IFDP 1988-338
The Forward Exchange Rate Bias: A New Explanation

Ross Levine

Abstract:

Although the literature has devoted prodigious resources to investigating the risk premium explanation of the systematic time-varying discrepancies between forward and corresponding future spot exchange rates, empirical verification of the risk premium hypothesis has proven elusive. This paper tests an alternative explanation of the forward bias: the anticipated real exchange rate hypothesis. This hypothesis states that except for a constant risk premium, the predictable, time ­varying wedge between forward and expected future spot exchange rates is fully explained by the anticipated rate of change in the real exchange rate. The data do not reject this hypothesis. This suggests that the literature's almost singular concern with the risk premium explanation of the forward bias should be amended to include the effects of anticipated real exchange rate movements.

IFDP 1988-337
Adequacy of International Transactions and Position Data for Policy Coordination

Lois Stekler

Abstract:

This paper examines the adequacy of data on current account positions and international indebtedness as indicators of the need for policy adjustments and coordination. Doubts about the adequacy of these data have been raised by the growth of the global current account discrepancy and the statistical discrepancy in the U.S. international transactions accounts. The paper includes a brief review of the conclusions of the IMF working party on the world current account discrepancy and a detailed examination of the data on U.S. international transactions and net investment position. Both investigations support the Conclusion that large shifts in reported data on current accounts and investment positions are likely to reflect real changes.

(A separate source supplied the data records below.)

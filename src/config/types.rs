//! Configuration types for the HR engine.
//!
//! This module contains the strongly-typed configuration structures that
//! are deserialized from YAML configuration files.

use serde::Deserialize;

use crate::models::NewLeaveType;

/// Where the payroll engine takes the working-day count from.
#[derive(Debug, Clone, Copy, Default, PartialEq, Eq, Deserialize)]
#[serde(rename_all = "snake_case")]
pub enum WorkingDaysPolicy {
    /// Use the working-day count reported by the attendance aggregator.
    #[default]
    Reported,
    /// Use the number of calendar days in the pay period.
    Calendar,
}

/// Payroll settings.
#[derive(Debug, Clone, PartialEq, Eq, Deserialize)]
#[serde(default)]
pub struct PayrollSettings {
    /// Source of the proration denominator.
    pub working_days: WorkingDaysPolicy,
    /// Whether a payslip is issued right after a payroll is processed.
    pub auto_generate_payslip: bool,
    /// Prefix of every payslip code.
    pub payslip_code_prefix: String,
}

impl Default for PayrollSettings {
    fn default() -> Self {
        Self {
            working_days: WorkingDaysPolicy::Reported,
            auto_generate_payslip: true,
            payslip_code_prefix: "PS".to_string(),
        }
    }
}

/// Engine settings from `engine.yaml`.
#[derive(Debug, Clone, Default, PartialEq, Eq, Deserialize)]
#[serde(default)]
pub struct EngineSettings {
    /// Payroll settings.
    pub payroll: PayrollSettings,
}

/// Leave type catalog file structure (`leave_types.yaml`).
#[derive(Debug, Clone, Deserialize)]
pub struct LeaveTypesConfig {
    /// Catalog entries to seed.
    pub leave_types: Vec<NewLeaveType>,
}

/// The complete engine configuration loaded from YAML files.
#[derive(Debug, Clone, Default)]
pub struct EngineConfig {
    /// Engine settings.
    settings: EngineSettings,
    /// Leave types to seed the catalog with.
    leave_types: Vec<NewLeaveType>,
}

impl EngineConfig {
    /// Creates a new EngineConfig from its component parts.
    pub fn new(settings: EngineSettings, leave_types: Vec<NewLeaveType>) -> Self {
        Self {
            settings,
            leave_types,
        }
    }

    /// Returns the engine settings.
    pub fn settings(&self) -> &EngineSettings {
        &self.settings
    }

    /// Returns the leave type seeds.
    pub fn leave_types(&self) -> &[NewLeaveType] {
        &self.leave_types
    }
}

#[cfg(test)]
mod tests {
    use super::*;

    #[test]
    fn test_empty_engine_settings_use_defaults() {
        let settings: EngineSettings = serde_yaml::from_str("{}").unwrap();
        assert_eq!(settings, EngineSettings::default());
        assert!(settings.payroll.auto_generate_payslip);
        assert_eq!(settings.payroll.payslip_code_prefix, "PS");
        assert_eq!(settings.payroll.working_days, WorkingDaysPolicy::Reported);
    }

    #[test]
    fn test_partial_payroll_settings() {
        let yaml = r#"
payroll:
  working_days: calendar
"#;
        let settings: EngineSettings = serde_yaml::from_str(yaml).unwrap();
        assert_eq!(settings.payroll.working_days, WorkingDaysPolicy::Calendar);
        assert!(settings.payroll.auto_generate_payslip);
    }

    #[test]
    fn test_unknown_working_days_policy_is_rejected() {
        let yaml = r#"
payroll:
  working_days: business
"#;
        assert!(serde_yaml::from_str::<EngineSettings>(yaml).is_err());
    }
}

However, even if data were completely accurate, a given current account or investment position may not clearly indicate the magnitude of necessary policy changes because of lags in the adjustment process or underlying trends. This point is illustrated by the tendency of U.S. net investment income to grow as a result of the continued expansion of both claims and liabilities combined with a higher average rate of return on claims. This underlying tendency is likely to counteract, in part, the negative impact on future net investment income of growing U.S. net indebtedness to foreigners.

IFDP 1988-336
Nominal Interest Rate Pegging Under Alternative Expectations Hypotheses

Joseph E. Gagnon and Dale W. Henderson

Abstract:

Nominal interest rate pegging leads to instability in an IS-LM model with a vertical long-run Phillips curve and backward-looking inflation expectations. However, it does not lead to instability in several large multicountry econometric models, primarily because these models have nonvertical long-run Phillips curves. Nominal interest rate pegging leads to price level and output indeterminacy in a model with staggered contracts and rational expectations. However, when a class of money supply rules with interest rate smoothing is introduced, and interest rate pegging is viewed as the limit of interest rate smoothing, the price level and output are determinate.

IFDP 1988-335
The Dynamics of Uncertainty or the Uncertainty of Dynamics: Stochastic J-Curves

Jaime Marquez

Abstract:

This paper characterizes the statistical distribution of the response of the U.S. trade account to a dollar depreciation. To accomplish this task, the paper builds and estimates an econometric model of U.S. bilateral trade. Given an exchange-rate shock, this distribution is generated empirically by stochastically simulating this model using random drawings for both innovations and trade elasticities. The paper finds that the distribution of trade-account responses is not stationary, that its variance is directly related to the size of the exchange-rate shock, that the dominant source of uncertainty lies with imports' price elasticities, and that the dispersion of these responses is more pronounced in the short run than in the long run. Based on these properties, the analysis applies Chebychev's inequality to the sample of trade-account responses and finds that hysteresis in price elasticities has a low probability of accounting for the persistence of the U.S. trade deficit.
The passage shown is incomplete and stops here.